Le niveau psychique est traversé horizontalement, dans notre schéma, par une ligne qui sépare l’inconscient du conscient. L’inconscient est la partie du psychique qui est comme cachée dans le corps, et qui échappe à la lumière de l’intelligence. Le conscient est le psychique lorsqu’il émerge de ses liens avec le corps et se dirige de plus en plus vers la lumière de l’intelligence et de la volonté, pour agir avec plus de liberté. Pour la psychanalyse, l’inconscient contient ce qui est refoulé : la conscience refoule et censure ce qu’elle juge mal.
Le psychisme est toute cette réalité psychosomatique faite d’émotions, de sentiments, d’affectivité, et qui constitue un énorme dynamisme vital en nous. Comme tel, il n’est pas rationnel, mais la raison peut évidemment l’explorer et le maîtriser en partie. Lorsque quelque chose ne va pas à ce niveau du psychisme, on fait appel à un psychothérapeute. Freud et la psychanalyse essaient de mettre à notre disposition des moyens pour connaître cette partie du psychisme qui est inconsciente et donc irrationnelle au sens courant, que la raison ne peut investiguer par des moyens purement rationnels-philosophiques. En général, les scientifiques des sciences humaines (pas seulement les psychologues, mais aussi les sociologues, les historiens, les linguistes, etc.) sont familiers de ce niveau, car l’objet de leur science humaine inclut une partie importante d’inconscient. À ce niveau du corps et du psychisme, nous sommes certainement encore dans le pré-personnel.
Le troisième niveau, que nous appelons rationnel, est celui de la raison à la fois théorique et pratique, c’est-à-dire l’intelligence et la volonté. C’est à ce niveau surtout que travaillent les scientifiques des sciences exactes, les philosophes, etc. C’est à ce niveau également qu’on fait appel lorsqu’on décrit l’homme comme un animal rationnel : animal évoque le corps et peut-être même le psychisme dans sa partie inconsciente, tandis que l’adjectif rationnel évoque cette raison théorique et pratique, que sont l’intelligence et la volonté.
La perception du niveau spirituel est capitale. L’esprit est cette faculté supérieure, cette instance en l’homme, qui est ouverte par en haut à la grâce et qui est le lieu où Dieu descend pour entrer en dialogue avec nous. C’est là que l’Esprit Saint parle à notre esprit pour nous communiquer la vie divine. Paul écrit : « L’Esprit en personne se joint à notre esprit pour témoigner que nous sommes enfants de Dieu et il nous fait crier ABBA, Père » (voir Romains 8, 15-16 ; voir aussi Galates 4, 6). L’esprit est le lieu où l’homme perçoit la transcendance. En général, il le fait en étant croyant ou religieux.

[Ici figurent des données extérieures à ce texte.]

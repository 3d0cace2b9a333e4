//! Shared job queues
//!
//! Workers claim jobs one at a time from a queue shared behind an `Arc`.
//! Claim order is not part of the contract; the only guarantee is that every
//! pending job is handed out exactly once.

use crate::error::{CpjError, Result};
use crate::fs::PathList;
use crossbeam::deque::{Injector, Steal};
use std::path::PathBuf;
use std::sync::{Mutex, MutexGuard, PoisonError};

/// One file to copy
#[derive(Debug, Clone, PartialEq, Eq, Hash)]
pub struct Job {
    /// Source file
    pub source: PathBuf,
    /// Destination file
    pub destination: PathBuf,
}

impl Job {
    /// Create a job
    pub fn new(source: impl Into<PathBuf>, destination: impl Into<PathBuf>) -> Self {
        Self {
            source: source.into(),
            destination: destination.into(),
        }
    }
}

/// A thread-safe container jobs can be claimed from
pub trait ClaimQueue: Send + Sync {
    /// Remove one job, or `None` once the queue is drained
    fn claim(&self) -> Option<Job>;

    /// Number of jobs not yet claimed
    fn len(&self) -> usize;

    /// Check if every job has been claimed
    fn is_empty(&self) -> bool {
        self.len() == 0
    }
}

/// Parallel source/destination stacks behind one lock
#[derive(Debug, Default)]
struct JobStack {
    sources: PathList,
    destinations: PathList,
}

/// Job queue backed by two index-aligned path lists
///
/// Claims pop from the tail of both lists under a single mutex, so the
/// lists never drift apart in length.
#[derive(Debug, Default)]
pub struct JobQueue {
    stack: Mutex<JobStack>,
}

impl JobQueue {
    /// Build a queue from index-aligned source and destination lists
    pub fn new(sources: PathList, destinations: PathList) -> Result<Self> {
        if sources.len() != destinations.len() {
            return Err(CpjError::JobQueueMismatch {
                sources: sources.len(),
                destinations: destinations.len(),
            });
        }

        Ok(Self {
            stack: Mutex::new(JobStack {
                sources,
                destinations,
            }),
        })
    }

    /// Build a queue from jobs; the last job is claimed first
    pub fn from_jobs(jobs: impl IntoIterator<Item = Job>) -> Self {
        let (sources, destinations) = jobs
            .into_iter()
            .map(|job| (job.source, job.destination))
            .unzip();
        Self {
            stack: Mutex::new(JobStack {
                sources,
                destinations,
            }),
        }
    }

    fn lock(&self) -> MutexGuard<'_, JobStack> {
        // A claim cannot panic between its two pops, so a poisoned
        // stack is still aligned
        self.stack.lock().unwrap_or_else(PoisonError::into_inner)
    }

    /// Append every pending job of `other` to this queue
    pub fn merge(&self, other: JobQueue) {
        let other = other.into_remaining();
        let mut stack = self.lock();
        for job in other {
            stack.sources.push(job.source);
            stack.destinations.push(job.destination);
        }
    }

    /// Consume the queue, returning unclaimed jobs in list order
    pub fn into_remaining(self) -> Vec<Job> {
        let stack = self.stack.into_inner().unwrap_or_else(PoisonError::into_inner);
        stack
            .sources
            .into_iter()
            .zip(stack.destinations)
            .map(|(source, destination)| Job {
                source,
                destination,
            })
            .collect()
    }
}

impl ClaimQueue for JobQueue {
    fn claim(&self) -> Option<Job> {
        let mut stack = self.lock();
        let source = stack.sources.pop()?;
        let destination = stack.destinations.pop()?;
        Some(Job {
            source,
            destination,
        })
    }

    fn len(&self) -> usize {
        self.lock().sources.len()
    }
}

/// Lock-free FIFO job queue over a crossbeam injector
#[derive(Debug, Default)]
pub struct InjectorJobQueue {
    jobs: Injector<Job>,
}

impl InjectorJobQueue {
    /// Create an empty queue
    pub fn new() -> Self {
        Self::default()
    }

    /// Add a job
    pub fn push(&self, job: Job) {
        self.jobs.push(job);
    }
}

impl FromIterator<Job> for InjectorJobQueue {
    fn from_iter<I: IntoIterator<Item = Job>>(iter: I) -> Self {
        let queue = Self::new();
        for job in iter {
            queue.push(job);
        }
        queue
    }
}

impl ClaimQueue for InjectorJobQueue {
    fn claim(&self) -> Option<Job> {
        loop {
            match self.jobs.steal() {
                Steal::Success(job) => return Some(job),
                Steal::Empty => return None,
                Steal::Retry => continue,
            }
        }
    }

    fn len(&self) -> usize {
        self.jobs.len()
    }
}

#[cfg(test)]
mod tests {
    use super::*;
    use proptest::prelude::*;
    use std::collections::HashSet;
    use std::sync::Arc;
    use std::thread;

    fn jobs(n: usize) -> Vec<Job> {
        (0..n)
            .map(|i| Job::new(format!("/src/{}", i), format!("/dst/{}", i)))
            .collect()
    }

    fn drain_concurrently<Q: ClaimQueue + 'static>(queue: Q, workers: usize) -> Vec<Job> {
        let queue = Arc::new(queue);
        let handles: Vec<_> = (0..workers)
            .map(|_| {
                let queue = Arc::clone(&queue);
                thread::spawn(move || {
                    let mut claimed = Vec::new();
                    while let Some(job) = queue.claim() {
                        claimed.push(job);
                    }
                    claimed
                })
            })
            .collect();

        handles
            .into_iter()
            .flat_map(|h| h.join().unwrap())
            .collect()
    }

    #[test]
    fn test_claim_is_lifo() {
        let queue = JobQueue::from_jobs(jobs(3));

        assert_eq!(queue.len(), 3);
        assert_eq!(queue.claim().unwrap().source, PathBuf::from("/src/2"));
        assert_eq!(queue.claim().unwrap().source, PathBuf::from("/src/1"));
        assert_eq!(queue.claim().unwrap().destination, PathBuf::from("/dst/0"));
        assert!(queue.claim().is_none());
        assert!(queue.is_empty());
    }

    #[test]
    fn test_pairs_stay_aligned() {
        let queue = JobQueue::from_jobs(jobs(50));
        while let Some(job) = queue.claim() {
            assert_eq!(job.source.file_name(), job.destination.file_name());
        }
    }

    #[test]
    fn test_length_mismatch_rejected() {
        let result = JobQueue::new(vec![PathBuf::from("/a")], Vec::new());
        assert!(matches!(
            result,
            Err(CpjError::JobQueueMismatch {
                sources: 1,
                destinations: 0
            })
        ));
    }

    #[test]
    fn test_merge() {
        let queue = JobQueue::from_jobs(jobs(2));
        queue.merge(JobQueue::from_jobs(vec![Job::new("/src/extra", "/dst/extra")]));

        assert_eq!(queue.len(), 3);
        assert_eq!(queue.claim().unwrap().source, PathBuf::from("/src/extra"));

        let remaining = queue.into_remaining();
        assert_eq!(remaining, jobs(2));
    }

    #[test]
    fn test_injector_queue_is_fifo() {
        let queue: InjectorJobQueue = jobs(3).into_iter().collect();
        assert_eq!(queue.claim().unwrap().source, PathBuf::from("/src/0"));
        assert_eq!(queue.len(), 2);
    }

    #[test]
    fn test_empty_queue() {
        let queue = JobQueue::default();
        assert!(queue.claim().is_none());
        assert!(InjectorJobQueue::new().claim().is_none());
    }

    proptest! {
        #![proptest_config(ProptestConfig::with_cases(32))]

        #[test]
        fn prop_each_job_claimed_once(n in 0usize..200, workers in 1usize..8) {
            let expected: HashSet<Job> = jobs(n).into_iter().collect();

            let claimed = drain_concurrently(JobQueue::from_jobs(jobs(n)), workers);
            prop_assert_eq!(claimed.len(), n);
            prop_assert_eq!(claimed.into_iter().collect::<HashSet<_>>(), expected.clone());

            let claimed = drain_concurrently(jobs(n).into_iter().collect::<InjectorJobQueue>(), workers);
            prop_assert_eq!(claimed.len(), n);
            prop_assert_eq!(claimed.into_iter().collect::<HashSet<_>>(), expected);
        }
    }
}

Mais il se pourrait que certains soient des spiritualistes, sans adhérer à aucune religion. Ils sont cependant plus que des matérialistes ou des rationalistes. On pourrait dire que le rationaliste pur, celui qui dénie à l’homme le rapport à aucune transcendance, considère l’homme comme constitué seulement des trois niveaux anthropologiques précédents. On pourrait thématiser cette différence en disant que pour les uns, la définition de l’homme comme animal rationnel s’arrête là, tandis que pour les autres, cette définition pourrait aller jusqu’à dire que l’homme est un animal spirituel ou un être spirituel. « L’esprit (pneuma), ou autrement dit ici Dieu ou l’Esprit saint, n’est ni tout entier inscrit à l’intérieur de l’homme dans une visée purement intrinséciste (Lubac, Sesboüé), ni totalement venu de l’extérieur dans une perspective unilatéralement extrinséciste (Fantino) ».
Cette quadripartition se rencontre dans les propos des conférenciers les plus variés et sous la plume de beaucoup d’auteurs. […] L’être humain est cependant un, contre tout dualisme ou partitionisme ; la division proposée ne suggère nullement que l’homme est composé de quatre facultés étanches, ou reliées de manière mécanique. L’homme est un, et plus il est unifié, plus il est lui-même, sain de corps et d’esprit, équilibré et heureux.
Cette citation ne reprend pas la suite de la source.